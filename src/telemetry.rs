//! Telemetry initialization.
//!
//! Controlled by `OTEL_EXPORTER_OTLP_ENDPOINT` (the standard OTLP env var):
//! - unset → no subscriber, unless `--verbose` asks for human-readable
//!   debug events on stderr
//! - `"stderr"` → JSON spans/events to stderr (non-standard extension)
//! - `"http://..."` → OTLP HTTP export (traces + logs) to the given endpoint
//!
//! ## Distributed tracing
//!
//! If `TRACEPARENT` is set (W3C Trace Context format), spans are created as
//! children of the remote parent. Scenario scripts receive the active context
//! through their own `TRACEPARENT` (see [`current_traceparent`]).

use tracing_subscriber::EnvFilter;

/// Opaque guard: dropping it flushes and shuts down the OTLP pipeline.
/// Hold this in `main()` until exit.
pub struct TelemetryGuard {
    #[cfg(feature = "otel")]
    trace_provider: Option<opentelemetry_sdk::trace::SdkTracerProvider>,
    #[cfg(feature = "otel")]
    log_provider: Option<opentelemetry_sdk::logs::SdkLoggerProvider>,
}

impl Drop for TelemetryGuard {
    fn drop(&mut self) {
        #[cfg(feature = "otel")]
        {
            if let Some(provider) = self.trace_provider.take()
                && let Err(e) = provider.shutdown()
            {
                eprintln!("otel trace shutdown error: {e}");
            }
            if let Some(provider) = self.log_provider.take()
                && let Err(e) = provider.shutdown()
            {
                eprintln!("otel log shutdown error: {e}");
            }
        }
    }
}

/// Initialize telemetry based on `OTEL_EXPORTER_OTLP_ENDPOINT`.
///
/// `verbose` only matters when no endpoint is configured: it installs a
/// compact stderr formatter at `debug` (overridable through `RUST_LOG`).
///
/// Returns a guard that must be held until the program exits.
/// Dropping the guard flushes any pending spans and logs.
#[must_use]
pub fn init(verbose: bool) -> TelemetryGuard {
    let endpoint = std::env::var("OTEL_EXPORTER_OTLP_ENDPOINT").ok();

    match endpoint.as_deref() {
        None | Some("") if verbose => init_verbose(),
        None | Some("") => init_noop(),
        Some("stderr") => init_stderr(),
        #[cfg(feature = "otel")]
        Some(_) => init_otlp(),
        #[cfg(not(feature = "otel"))]
        Some(_) => {
            eprintln!(
                "warning: OTEL_EXPORTER_OTLP_ENDPOINT set but evals built without 'otel' feature"
            );
            init_noop()
        }
    }
}

const fn init_noop() -> TelemetryGuard {
    TelemetryGuard {
        #[cfg(feature = "otel")]
        trace_provider: None,
        #[cfg(feature = "otel")]
        log_provider: None,
    }
}

/// Compact human-readable events to stderr.
fn init_verbose() -> TelemetryGuard {
    use tracing_subscriber::layer::SubscriberExt as _;
    use tracing_subscriber::util::SubscriberInitExt as _;

    let filter = EnvFilter::try_from_default_env().unwrap_or_else(|_| EnvFilter::new("debug"));

    tracing_subscriber::registry()
        .with(filter)
        .with(
            tracing_subscriber::fmt::layer()
                .compact()
                .with_target(false)
                .with_writer(std::io::stderr),
        )
        .init();

    init_noop()
}

/// JSON spans/events to stderr via tracing-subscriber's JSON formatter.
fn init_stderr() -> TelemetryGuard {
    use tracing_subscriber::layer::SubscriberExt as _;
    use tracing_subscriber::util::SubscriberInitExt as _;

    let filter = EnvFilter::try_from_default_env().unwrap_or_else(|_| EnvFilter::new("info"));

    tracing_subscriber::registry()
        .with(filter)
        .with(
            tracing_subscriber::fmt::layer()
                .json()
                .with_writer(std::io::stderr)
                .with_span_events(tracing_subscriber::fmt::format::FmtSpan::CLOSE),
        )
        .init();

    init_noop()
}

/// OTLP HTTP export (traces + logs).
///
/// The SDK reads `OTEL_EXPORTER_OTLP_ENDPOINT` from the environment natively
/// and appends `/v1/traces` or `/v1/logs` as appropriate.
#[cfg(feature = "otel")]
fn init_otlp() -> TelemetryGuard {
    use opentelemetry::trace::TracerProvider as _;
    use tracing_subscriber::layer::SubscriberExt as _;
    use tracing_subscriber::util::SubscriberInitExt as _;

    // --- Traces ---
    let span_exporter = match opentelemetry_otlp::SpanExporter::builder()
        .with_http()
        .build()
    {
        Ok(e) => e,
        Err(e) => {
            eprintln!("warning: failed to init OTLP span exporter: {e}");
            return init_noop();
        }
    };

    let resource = otel_resource();

    let trace_provider = opentelemetry_sdk::trace::SdkTracerProvider::builder()
        .with_simple_exporter(span_exporter)
        .with_resource(resource.clone())
        .build();

    let tracer = trace_provider.tracer(env!("CARGO_PKG_NAME"));
    let trace_layer = tracing_opentelemetry::layer().with_tracer(tracer);

    // --- Logs ---
    let log_exporter = match opentelemetry_otlp::LogExporter::builder()
        .with_http()
        .build()
    {
        Ok(e) => e,
        Err(e) => {
            eprintln!("warning: failed to init OTLP log exporter: {e}");
            return init_noop();
        }
    };

    let log_provider = opentelemetry_sdk::logs::SdkLoggerProvider::builder()
        .with_simple_exporter(log_exporter)
        .with_resource(resource)
        .build();

    let log_layer =
        opentelemetry_appender_tracing::layer::OpenTelemetryTracingBridge::new(&log_provider);

    // --- Parent context (distributed tracing) ---
    install_parent_context();

    // --- Subscriber ---
    let filter = EnvFilter::try_from_default_env().unwrap_or_else(|_| EnvFilter::new("info"));

    tracing_subscriber::registry()
        .with(filter)
        .with(trace_layer)
        .with(log_layer)
        .init();

    TelemetryGuard {
        trace_provider: Some(trace_provider),
        log_provider: Some(log_provider),
    }
}

/// Extract the current span's trace context as a W3C `TRACEPARENT` string.
///
/// Returns `None` if OTEL is not enabled or no valid span context exists.
/// The executor exports it to scenario scripts so their own spans nest under
/// the running scenario.
#[cfg(feature = "otel")]
pub fn current_traceparent() -> Option<String> {
    use opentelemetry::propagation::TextMapPropagator as _;
    use opentelemetry_sdk::propagation::TraceContextPropagator;
    use std::collections::HashMap;
    use tracing_opentelemetry::OpenTelemetrySpanExt as _;

    let cx = tracing::Span::current().context();
    let propagator = TraceContextPropagator::new();
    let mut carrier: HashMap<String, String> = HashMap::new();
    propagator.inject_context(&cx, &mut carrier);
    carrier.remove("traceparent")
}

/// Stub when otel feature is disabled.
#[cfg(not(feature = "otel"))]
pub fn current_traceparent() -> Option<String> {
    None
}

/// If `TRACEPARENT` is set, parse it and install as the current `OTel` context
/// so that subsequent spans become children of the remote parent.
#[cfg(feature = "otel")]
fn install_parent_context() {
    use opentelemetry::propagation::TextMapPropagator as _;
    use opentelemetry_sdk::propagation::TraceContextPropagator;
    use std::collections::HashMap;

    if let Ok(traceparent) = std::env::var("TRACEPARENT") {
        let mut carrier: HashMap<String, String> = HashMap::new();
        carrier.insert("traceparent".to_string(), traceparent);
        let propagator = TraceContextPropagator::new();
        let cx = propagator.extract(&carrier);
        // Root-level spans pick this up as their parent for the rest of the
        // process, so the guard is leaked.
        let guard = cx.attach();
        std::mem::forget(guard);
    }
}

#[cfg(feature = "otel")]
fn otel_resource() -> opentelemetry_sdk::Resource {
    use opentelemetry::KeyValue;
    opentelemetry_sdk::Resource::builder()
        .with_attribute(KeyValue::new("service.name", env!("CARGO_PKG_NAME")))
        .with_attribute(KeyValue::new("service.version", env!("CARGO_PKG_VERSION")))
        .build()
}

#[cfg(test)]
mod tests {
    use super::*;

    #[cfg(not(feature = "otel"))]
    #[test]
    fn no_traceparent_without_otel() {
        assert_eq!(current_traceparent(), None);
    }
}
use std::io::IsTerminal as _;
use std::path::{Path, PathBuf};
use std::process::ExitCode;
use std::time::Duration;

use anyhow::{Context as _, Result};
use clap::Parser;
use indicatif::{ProgressBar, ProgressStyle};

use evals::config::HarnessConfig;
use evals::descriptor::{DECLARATION_FILE, ScenarioDescriptor};
use evals::error::HarnessError;
use evals::format::OutputFormat;
use evals::locate::locate_scenario;
use evals::report;
use evals::runner::{ScenarioResult, ScenarioRunner};
use evals::telemetry;

/// Run an evaluation scenario and report whether it passed
///
/// A scenario is a directory under the scenarios root holding a
/// `scenario.yaml` declaration, a setup script (`scenario.py` or
/// `scenario.sh`) and optionally a validation script (`validate.py` or
/// `validate.sh`). Python scripts run through `uv run`, everything else
/// through `bash`; both can be changed in `<scenarios-dir>/evals.toml`.
///
/// Every run leaves a transcript in the scenario directory
/// (`latest-run.txt` by default).
///
/// EXIT STATUS:
///
///   0  every requested scenario passed
///   1  a scenario failed, or the harness could not run it
#[derive(Parser)]
#[command(name = "evals")]
#[command(version, about)]
struct Cli {
    /// Name of the scenario directory to run
    scenario: String,

    /// Report format
    #[arg(long, value_enum, default_value_t = OutputFormat::Table)]
    format: OutputFormat,

    /// Echo script output to stderr and log harness activity
    #[arg(short, long)]
    verbose: bool,

    /// Directory containing the scenario directories
    #[arg(long, env = "EVALS_SCENARIOS_DIR", default_value = "scenarios")]
    scenarios_dir: PathBuf,
}

fn main() -> ExitCode {
    let cli = Cli::parse();
    let _telemetry = telemetry::init(cli.verbose);

    match run(&cli) {
        Ok(results) => ExitCode::from(report::exit_code(&results)),
        Err(err) => {
            eprintln!("Error: {err:#}");
            if let Some(harness) = err.downcast_ref::<HarnessError>() {
                for hint in harness.hints() {
                    eprintln!("{hint}");
                }
            }
            ExitCode::FAILURE
        }
    }
}

fn run(cli: &Cli) -> Result<Vec<ScenarioResult>> {
    let config = HarnessConfig::load(&cli.scenarios_dir).map_err(HarnessError::from)?;
    let scenario_dir = locate_scenario(&cli.scenarios_dir, &cli.scenario)?;
    let descriptor =
        ScenarioDescriptor::load(&scenario_dir.join(DECLARATION_FILE)).map_err(HarnessError::from)?;

    let runner = ScenarioRunner::new(&config).verbose(cli.verbose);
    let results = vec![run_with_progress(&runner, &scenario_dir, &descriptor, cli.verbose)];

    let rendered = report::render(&results, cli.format, cli.format.should_use_color())
        .context("failed to render report")?;
    print!("{rendered}");
    Ok(results)
}

fn run_with_progress(
    runner: &ScenarioRunner,
    scenario_dir: &Path,
    descriptor: &ScenarioDescriptor,
    verbose: bool,
) -> ScenarioResult {
    // A verbose runner announces each phase itself.
    if verbose {
        return runner.run(scenario_dir, descriptor);
    }
    let message = format!("Running scenario: {}", descriptor.name);
    if !std::io::stderr().is_terminal() {
        eprintln!("{message}");
        return runner.run(scenario_dir, descriptor);
    }

    let spinner = ProgressBar::new_spinner();
    if let Ok(style) = ProgressStyle::with_template("{spinner:.green} {msg} [{elapsed}]") {
        spinner.set_style(style);
    }
    spinner.set_message(message.clone());
    spinner.enable_steady_tick(Duration::from_millis(100));
    let result = runner.run(scenario_dir, descriptor);
    spinner.finish_and_clear();
    eprintln!("{message}");
    result
}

▸ Assigned task: Once you reach the line with "let guard = cx.attach();" in the data above, copy it and every line after it exactly, up to and including the line with "Python scripts run".

▸ Response to the task:
        let guard = cx.attach();
        std::mem::forget(guard);
    }
}

#[cfg(feature = "otel")]
fn otel_resource() -> opentelemetry_sdk::Resource {
    use opentelemetry::KeyValue;
    opentelemetry_sdk::Resource::builder()
        .with_attribute(KeyValue::new("service.name", env!("CARGO_PKG_NAME")))
        .with_attribute(KeyValue::new("service.version", env!("CARGO_PKG_VERSION")))
        .build()
}

#[cfg(test)]
mod tests {
    use super::*;

    #[cfg(not(feature = "otel"))]
    #[test]
    fn no_traceparent_without_otel() {
        assert_eq!(current_traceparent(), None);
    }
}
use std::io::IsTerminal as _;
use std::path::{Path, PathBuf};
use std::process::ExitCode;
use std::time::Duration;

use anyhow::{Context as _, Result};
use clap::Parser;
use indicatif::{ProgressBar, ProgressStyle};

use evals::config::HarnessConfig;
use evals::descriptor::{DECLARATION_FILE, ScenarioDescriptor};
use evals::error::HarnessError;
use evals::format::OutputFormat;
use evals::locate::locate_scenario;
use evals::report;
use evals::runner::{ScenarioResult, ScenarioRunner};
use evals::telemetry;

/// Run an evaluation scenario and report whether it passed
///
/// A scenario is a directory under the scenarios root holding a
/// `scenario.yaml` declaration, a setup script (`scenario.py` or
/// `scenario.sh`) and optionally a validation script (`validate.py` or
/// `validate.sh`). Python scripts run through `uv run`, everything else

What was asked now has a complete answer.